There maybe two types of machine installed on one hardware, a bundle of


virtual machines and a single physical machine. We will introduce the migration
methods separately.

Virtual machine migration


1. It is NOT possible to create a ISO image of an installed system as Windows.

If you want to create similar system's and if this is your virtual machine in
RHEV then you can create a template of this virtual machine. You can
then use this template to create new virtual machines of exactly same
configurations. If you are using KVM as a host, then you can create a
clone of the existing virtual machine.
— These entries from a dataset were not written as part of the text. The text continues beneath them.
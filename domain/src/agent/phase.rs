//! Orchestrator state machine phases.

use serde::{Deserialize, Serialize};

/// Phase of one chat orchestration.
///
/// ```text
/// AwaitingModel ──tool calls──▶ ExecutingTools ──results──▶ AwaitingModel
///       │                                                      │
///       └──text──▶ StreamingAnswer ──▶ Done          round bound exceeded
///                                                              │
///                     (any phase) ──unrecoverable──▶         Failed
/// ```
#[derive(Debug, Clone, PartialEq, Eq, Hash, Serialize, Deserialize)]
#[serde(rename_all = "snake_case")]
pub enum AgentPhase {
    /// Waiting for the model to answer or request tools
    AwaitingModel,
    /// Dispatching the tool calls of one model turn
    ExecutingTools,
    /// Forwarding the final answer's fragments to the caller
    StreamingAnswer,
    /// Exchange completed
    Done,
    /// Exchange failed
    Failed,
}

impl AgentPhase {
    pub fn as_str(&self) -> &str {
        match self {
            AgentPhase::AwaitingModel => "awaiting_model",
            AgentPhase::ExecutingTools => "executing_tools",
            AgentPhase::StreamingAnswer => "streaming_answer",
            AgentPhase::Done => "done",
            AgentPhase::Failed => "failed",
        }
    }

    /// Check if this phase is terminal
    pub fn is_terminal(&self) -> bool {
        matches!(self, AgentPhase::Done | AgentPhase::Failed)
    }
}

impl std::fmt::Display for AgentPhase {
    fn fmt(&self, f: &mut std::fmt::Formatter<'_>) -> std::fmt::Result {
        write!(f, "{}", self.as_str())
    }
}

#[cfg(test)]
mod tests {
    use super::*;

    #[test]
    fn terminal_phases() {
        assert!(AgentPhase::Done.is_terminal());
        assert!(AgentPhase::Failed.is_terminal());
        assert!(!AgentPhase::AwaitingModel.is_terminal());
        assert!(!AgentPhase::ExecutingTools.is_terminal());
        assert!(!AgentPhase::StreamingAnswer.is_terminal());
    }

    #[test]
    fn phase_display() {
        assert_eq!(AgentPhase::ExecutingTools.to_string(), "executing_tools");
    }
}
This clone can be used to create
new virtual machines.

Physical machine migration


The solution with dd for physical machine migration is direct, coping original
disk to backup server disk, and make sure the two servers have the exactly
same hardware configurations.

1. Copy the whole disk /dev/sda to a backup disk /dev/sdc with dd


 This method requires all hardware configuration on the backup
server should be the same, for example they should have the
exact same CPU model, same memory card and etc.

# dd if=/dev/sda of=/dev/sdc

 Here I am assuming the external drive you attached is '/dev/sdc'.


The disk `/dev/sdc` is the complete clone of `/dev/sda`. All the
partitions in it are the same with the same user/system data
which means the partition which is labelled as `/dev/sda1` will be
labelled as `/dev/sda1` in the /dev/sdc` disk and not as
`/dev/sdc1`. When attaching this disk to the other system, make
sure that this disk will get the name /dev/sda.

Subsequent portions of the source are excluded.